- Task requirements: Your answer should be one number, the count of lines in the data that hold "StatusCode".

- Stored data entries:
┏━━

use crate::ai::{Genome, NeuralController};
use crate::bird::{Bird, Pilot};
use crate::config::{Config, GameConfig};
use crate::error::SimWarning;
use crate::pipes::{Pipe, PipeField};
use rand::Rng;

/// Which game the world is running
#[derive(Clone, Copy, Debug, PartialEq, Eq)]
pub enum Mode {
    /// A population of neural birds, evaluated for fitness
    Training,
    /// One human against a few neural opponents
    Playable,
}

#[derive(Clone, Copy, Debug, PartialEq, Eq)]
pub enum WorldState {
    Running,
    /// Training: every bird is dead or the tick budget ran out
    GenerationComplete,
    /// Playable: the human died
    MatchOver,
}

/// Player input sampled once per tick
#[derive(Clone, Copy, Debug, Default, PartialEq, Eq)]
pub struct TickInput {
    pub flap: bool,
    pub restart: bool,
}

/// Final standing of one bird in a playable match
#[derive(Clone, Debug, PartialEq)]
pub struct Standing {
    pub bird: usize,
    pub human: bool,
    pub score: u32,
}

/// Read-only view of a bird for drawing
#[derive(Clone, Debug, PartialEq)]
pub struct BirdView {
    pub x: f32,
    pub y: f32,
    pub alive: bool,
    pub human: bool,
    pub score: u32,
}

/// Everything presentation needs for one frame
#[derive(Clone, Debug, PartialEq)]
pub struct Snapshot {
    pub mode: Mode,
    pub state: WorldState,
    pub tick: u64,
    pub birds: Vec<BirdView>,
    pub pipes: Vec<Pipe>,
    pub standings: Option<Vec<Standing>>,
}

impl Snapshot {
    pub fn alive_count(&self) -> usize {
        self.birds.iter().filter(|b| b.alive).count()
    }
}

/// Birds and pipes for one generation or one match
pub struct World {
    pub mode: Mode,
    pub state: WorldState,
    pub birds: Vec<Bird>,
    pub pipes: PipeField,
    pub tick: u64,
    /// Training tick budget; None runs until every bird is dead
    pub max_ticks: Option<u64>,
    /// Playable restarts draw fresh random opponents when set
    pub reroll_on_restart: bool,
    config: Config,
    /// Genomes the current birds were built from, reused on restart
    genomes: Vec<Genome>,
    sensor_warnings: u64,
    violations: Vec<SimWarning>,
}
//! Error and diagnostic types.
//!
//! Only configuration problems are fatal. Everything that can go wrong inside
//! a tick is handled locally and surfaced as a [`SimWarning`].

use thiserror::Error;

/// Invalid startup configuration. Raised before any simulation runs.
#[derive(Error, Debug)]
pub enum ConfigError {
    #[error("population size {population} must exceed elite count {elites}")]
    PopulationTooSmall { population: usize, elites: usize },

    #[error("tournament size must be at least 1")]
    EmptyTournament,

    #[error("mutation rate {0} outside [0, 1]")]
    MutationRate(f32),

    #[error("{name} must be positive, got {value}")]
    NonPositive { name: &'static str, value: f32 },

    #[error("gap centre band [{min}, {max}] does not fit a {gap}px gap inside a {height}px screen")]
    GapBand {
        min: f32,
        max: f32,
        gap: f32,
        height: f32,
    },

    #[error("genome must have {expected} parameters, got {actual}")]
    GenomeLength { expected: usize, actual: usize },

    #[error("failed to read config file: {0}")]
    Io(#[from] std::io::Error),

    #[error("failed to parse config file: {0}")]
    Parse(#[from] toml::de::Error),
}

/// Non-fatal diagnostics raised during a tick.
#[derive(Error, Debug, Clone, PartialEq)]
pub enum SimWarning {
    #[error("sensor {index} out of range ({value}), clamped")]
    SensorRange { index: usize, value: f32 },

    /// A living bird whose box sat fully inside a pipe on two consecutive ticks.
    /// Collision handling should make this impossible.
    #[error("bird {bird} still alive inside an obstacle at tick {tick}")]
    CollisionInvariant { bird: usize, tick: u64 },
}

/// Failures saving or loading a training checkpoint.
#[derive(Error, Debug)]
pub enum CheckpointError {
    #[error("checkpoint io error: {0}")]
    Io(#[from] std::io::Error),

    #[error("checkpoint json error: {0}")]
    Json(#[from] serde_json::Error),
}
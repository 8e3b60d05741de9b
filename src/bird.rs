use crate::ai::{self, NeuralController};
use crate::config::GameConfig;
use crate::error::SimWarning;
use crate::physics::{self, Aabb};
use crate::pipes::PipeField;

/// What decides a bird's flaps
#[derive(Clone, Debug, PartialEq)]
pub enum Pilot {
    /// Flaps come from the player's input
    Human,
    Neural(NeuralController),
}

/// How a bird's run ended
#[derive(Clone, Copy, Debug, PartialEq, Eq)]
pub enum Death {
    OutOfBounds,
    Pipe,
}

/// A simulated bird and its fitness accumulators
#[derive(Clone, Debug)]
pub struct Bird {
    pub x: f32,
    pub y: f32,
    pub vel: f32,
    pub alive: bool,
    pub death: Option<Death>,
    /// Pipes passed
    pub score: u32,
    /// Seconds survived
    pub survival_time: f32,
    pub fitness: f32,
    pub pilot: Pilot,
    /// Id of the most recent pipe credited to this bird
    last_scored: Option<u64>,
    /// Ticks in a row spent alive with the box fully inside a pipe
    embedded_ticks: u32,
}

impl Bird {
    pub fn new(x: f32, y: f32, pilot: Pilot) -> Self {
        Self {
            x,
            y,
            vel: 0.0,
            alive: true,
            death: None,
            score: 0,
            survival_time: 0.0,
            fitness: 0.0,
            pilot,
            last_scored: None,
            embedded_ticks: 0,
        }
    }

    pub fn is_human(&self) -> bool {
        matches!(self.pilot, Pilot::Human)
    }

    pub fn bounds(&self, cfg: &GameConfig) -> Aabb {
        Aabb::around(self.x, self.y, cfg.bird_radius)
    }

    /// Flap decision for this tick. Humans use `human_flap`, neural birds read
    /// their sensors; any clamped sensor is reported through `warnings`.
    pub fn wants_flap(
        &self,
        human_flap: bool,
        pipes: &PipeField,
        cfg: &GameConfig,
        warnings: &mut Vec<SimWarning>,
    ) -> bool {
        match &self.pilot {
            Pilot::Human => human_flap,
            Pilot::Neural(brain) => {
                let sensors = ai::sense(self.x, self.y, self.vel, pipes, cfg);
                warnings.extend(sensors.warnings);
                brain.decide(&sensors.inputs)
            }
        }
    }

    /// Integrate one step of physics. Dead birds do not move.
    pub fn integrate(&mut self, flap: bool, dt: f32, cfg: &GameConfig) {
        if !self.alive {
            return;
        }
        let (y, vel) = physics::integrate(self.y, self.vel, flap, dt, cfg);
        self.y = y;
        self.vel = vel;
    }

    /// Check bounds and pipes after integration. Returns true if this tick killed the bird.
    pub fn check_collisions(&mut self, pipes: &PipeField, cfg: &GameConfig) -> bool {
        if !self.alive {
            return false;
        }
        if physics::out_of_bounds(self.y, cfg) {
            self.kill(Death::OutOfBounds, cfg);
            return true;
        }
        let body = self.bounds(cfg);
        if pipes.pipes().any(|p| p.collides(&body)) {
            self.kill(Death::Pipe, cfg);
            return true;
        }
        false
    }

    /// Credit every pipe whose centre the bird has passed, once each.
    /// Returns the number of newly credited pipes.
    pub fn update_score(&mut self, pipes: &PipeField) -> u32 {
        if !self.alive {
            return 0;
        }
        let mut gained = 0;
        for pipe in pipes.pipes() {
            if pipe.center_x() >= self.x {
                break;
            }
            if self.last_scored.map_or(true, |id| pipe.id > id) {
                self.last_scored = Some(pipe.id);
                self.score += 1;
                gained += 1;
            }
        }
        gained
    }

    /// Track consecutive ticks alive inside solid pipe. Two in a row means
    /// collision handling missed something.
    pub fn audit_embedding(&mut self, pipes: &PipeField, cfg: &GameConfig) -> bool {
        if !self.alive {
            self.embedded_ticks = 0;
            return false;
        }
        let body = self.bounds(cfg);
        if pipes.pipes().any(|p| p.engulfs(&body)) {
            self.embedded_ticks += 1;
        } else {
            self.embedded_ticks = 0;
        }
        self.embedded_ticks >= 2
    }

    /// Accumulate survival time for a tick the bird lived through
    pub fn survive(&mut self, dt: f32) {
        if self.alive {
            self.survival_time += dt;
        }
    }

    /// Terminal: a dead bird never comes back
    pub fn kill(&mut self, cause: Death, cfg: &GameConfig) {
        if !self.alive {
            return;
        }
        self.alive = false;
        self.death = Some(cause);
        self.finalize_fitness(cfg);
    }

    /// survival seconds + score * score_weight
    pub fn finalize_fitness(&mut self, cfg: &GameConfig) {
        self.fitness = self.survival_time + self.score as f32 * cfg.score_weight;
    }
}
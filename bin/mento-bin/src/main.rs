mod cli;

use std::sync::Arc;
use std::time::Duration;

use anyhow::{Context, Result};
use clap::Parser;
use dotenvy::dotenv;
use pragma_common::{
    services::{Service, ServiceGroup},
    telemetry::init_telemetry,
};

use mento_api::{ApiService, AppState};
use mento_metrics::MetricsRegistry;
use mento_zapper::ZapperClient;

use crate::cli::ReserveCli;

#[tokio::main]
async fn main() -> Result<()> {
    dotenv().ok();

    let cli = ReserveCli::parse();

    let app_name = "mento_reserve_api";
    if let Err(e) = init_telemetry(app_name, cli.otel_collector_endpoint.clone()) {
        panic!("Could not init telemetry: {e}");
    }

    let targets = cli.targets().context("Invalid RESERVE_ADDRESSES")?;
    tracing::info!(
        addresses = ?targets.unique_addresses(),
        chain_ids = ?targets.chain_ids(),
        "Tracking reserve addresses",
    );

    let client = ZapperClient::new(&cli.zapper_api_key, cli.zapper_api_url.as_str())
        .context("Could not init the portfolio API client")?;

    let app_state = AppState {
        provider: Arc::new(client),
        targets: Arc::new(targets),
        metrics: MetricsRegistry::new(),
    };

    let api_service = ApiService::new(
        app_state,
        "0.0.0.0",
        cli.api_port,
        Duration::from_secs(cli.request_timeout_secs),
    );

    ServiceGroup::default()
        .with_critical(api_service)
        .start_and_drive_to_end()
        .await?;

    Ok(())
}
use axum::{Json, http::StatusCode, response::IntoResponse};
use mento_portfolio::NormalizeError;
use mento_zapper::ZapperError;
use thiserror::Error;

use crate::dto::ErrorResponse;

#[derive(Error, Debug, PartialEq, Eq)]
pub enum ApiError {
    #[error("Failed to fetch reserve data")]
    FetchFailed,
    #[error("{0}")]
    NotFound(String),
}

impl From<ZapperError> for ApiError {
    fn from(err: ZapperError) -> Self {
        // NOTE: upstream details are logged where the error happens and never reach clients
        match err {
            ZapperError::HttpError(_)
            | ZapperError::UnexpectedStatus { .. }
            | ZapperError::GraphQlErrors(_)
            | ZapperError::MissingData
            | ZapperError::JsonError(_) => Self::FetchFailed,
        }
    }
}

impl From<NormalizeError> for ApiError {
    fn from(err: NormalizeError) -> Self {
        match err {
            NormalizeError::MissingPortfolio => Self::FetchFailed,
        }
    }
}

impl IntoResponse for ApiError {
    fn into_response(self) -> axum::response::Response {
        let status = match self {
            Self::FetchFailed => StatusCode::INTERNAL_SERVER_ERROR,
            Self::NotFound(_) => StatusCode::NOT_FOUND,
        };
        let body = ErrorResponse {
            error: self.to_string(),
        };
        (status, Json(body)).into_response()
    }
}
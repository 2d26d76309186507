pub mod breakdown;
pub mod categorize;
pub mod error;
pub mod extract;
pub mod model;
pub mod normalizer;

pub use breakdown::{CategoryBreakdown, ProtocolSummary};
pub use categorize::{Categorizer, ProtocolCategorizer, categorize_protocol};
pub use error::NormalizeError;
pub use model::*;
pub use normalizer::{Normalizer, normalize};
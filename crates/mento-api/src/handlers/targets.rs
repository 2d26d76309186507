use axum::{Json, extract::State};

use crate::{AppState, dto::ReserveTargetsResponse};

#[utoipa::path(
    get,
    path = "/reserve/targets",
    tag = "Reserve",
    responses(
        (status = 200, description = "Reserve addresses and chains being tracked", body = ReserveTargetsResponse)
    )
)]
pub async fn get_reserve_targets(State(state): State<AppState>) -> Json<ReserveTargetsResponse> {
    Json(ReserveTargetsResponse {
        addresses: state.targets.addresses.clone(),
        chain_ids: state.targets.chain_ids(),
    })
}
use mento_types::{ContractPositionToken, PositionToken, TokenKind};

use crate::model::ExtractedToken;

/// Deepest app-token nesting level that is still emitted. The portfolio API
/// can return very deep or self-referencing composed positions, anything
/// below this level is dropped.
pub const MAX_TOKEN_DEPTH: u32 = 3;

/// Meta-type of contract legs that represent unclaimed rewards.
pub const CLAIMABLE_META_TYPE: &str = "CLAIMABLE";

fn extracted(token: &PositionToken) -> ExtractedToken {
    ExtractedToken {
        symbol: token.symbol.clone(),
        balance: token.balance,
        balance_usd: token.balance_usd,
        price: token.price,
        address: token.address.clone(),
        network: token.network.clone(),
        ..Default::default()
    }
}

fn push_underlying(tokens: &[PositionToken], level: u32, out: &mut Vec<ExtractedToken>) {
    if level > MAX_TOKEN_DEPTH {
        return;
    }

    for token in tokens {
        match token.kind {
            TokenKind::BaseToken => out.push(ExtractedToken {
                level: Some(level),
                ..extracted(token)
            }),
            TokenKind::AppToken => {
                out.push(ExtractedToken {
                    app_id: token.app_id.clone(),
                    level: Some(level),
                    ..extracted(token)
                });
                push_underlying(&token.tokens, level + 1, out);
            }
            TokenKind::Other => {}
        }
    }
}

/// Flattens an app-token tree depth first, starting at `level`.
///
/// Base tokens are leaves. App tokens are emitted themselves and then
/// expanded one level deeper. Nothing is emitted past [`MAX_TOKEN_DEPTH`].
pub fn extract_underlying_tokens(tokens: &[PositionToken], level: u32) -> Vec<ExtractedToken> {
    let mut out = Vec::new();
    push_underlying(tokens, level, &mut out);
    out
}

/// Flattens the legs of a contract position, tagging each with its
/// meta-type.
///
/// Legs carry no level. An app-token leg is expanded with the app-token
/// rule starting at level 1, so contract positions reach one level less
/// deep than app-token positions.
pub fn extract_contract_tokens(legs: &[ContractPositionToken]) -> Vec<ExtractedToken> {
    let mut out = Vec::new();

    for leg in legs {
        let token = &leg.token;
        let meta_type = (!leg.meta_type.is_empty()).then(|| leg.meta_type.clone());

        match token.kind {
            TokenKind::BaseToken => out.push(ExtractedToken {
                meta_type,
                ..extracted(token)
            }),
            TokenKind::AppToken => {
                out.push(ExtractedToken {
                    app_id: token.app_id.clone(),
                    meta_type,
                    ..extracted(token)
                });
                push_underlying(&token.tokens, 1, &mut out);
            }
            TokenKind::Other => {}
        }
    }

    out
}

pub fn is_claimable(token: &ExtractedToken) -> bool {
    token.meta_type.as_deref() == Some(CLAIMABLE_META_TYPE)
}
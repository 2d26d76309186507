use std::collections::BTreeMap;

use chrono::{DateTime, Utc};
use mento_portfolio::{
    CategoryBreakdown, Claimable, NetworkAggregate, ProtocolSummary, ReservePortfolio,
};
use mento_types::ReserveAddress;
use serde::{Deserialize, Serialize};
use utoipa::ToSchema;

/// The normalized portfolio as-is, stamped with the time it was built.
#[derive(Debug, Clone, Serialize, Deserialize, ToSchema)]
#[serde(rename_all = "camelCase")]
pub struct ReserveReportDTO {
    #[serde(flatten)]
    pub portfolio: ReservePortfolio,
    pub last_updated: DateTime<Utc>,
}

#[derive(Debug, Clone, Serialize, Deserialize, ToSchema)]
pub struct CategoryBreakdownResponse {
    pub items: Vec<CategoryBreakdown>,
}

#[derive(Debug, Clone, Serialize, Deserialize, ToSchema)]
pub struct ProtocolBreakdownResponse {
    pub items: Vec<ProtocolSummary>,
}

#[derive(Debug, Clone, Serialize, Deserialize, ToSchema)]
#[serde(rename_all = "camelCase")]
pub struct ClaimablesResponse {
    pub items: Vec<Claimable>,
    pub total_usd: f64,
}

#[derive(Debug, Clone, Serialize, Deserialize, ToSchema)]
pub struct NetworkBreakdownResponse {
    pub networks: BTreeMap<String, NetworkAggregate>,
}

#[derive(Debug, Clone, Serialize, Deserialize, ToSchema)]
#[serde(rename_all = "camelCase")]
pub struct ReserveTargetsResponse {
    pub addresses: Vec<ReserveAddress>,
    pub chain_ids: Vec<u64>,
}
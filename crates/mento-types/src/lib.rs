pub mod chain;
pub mod portfolio;
pub mod targets;

pub use chain::Chain;
pub use portfolio::*;
pub use targets::{ReserveAddress, ReserveTargets, TargetsError};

┗━━

- Solved problem: 3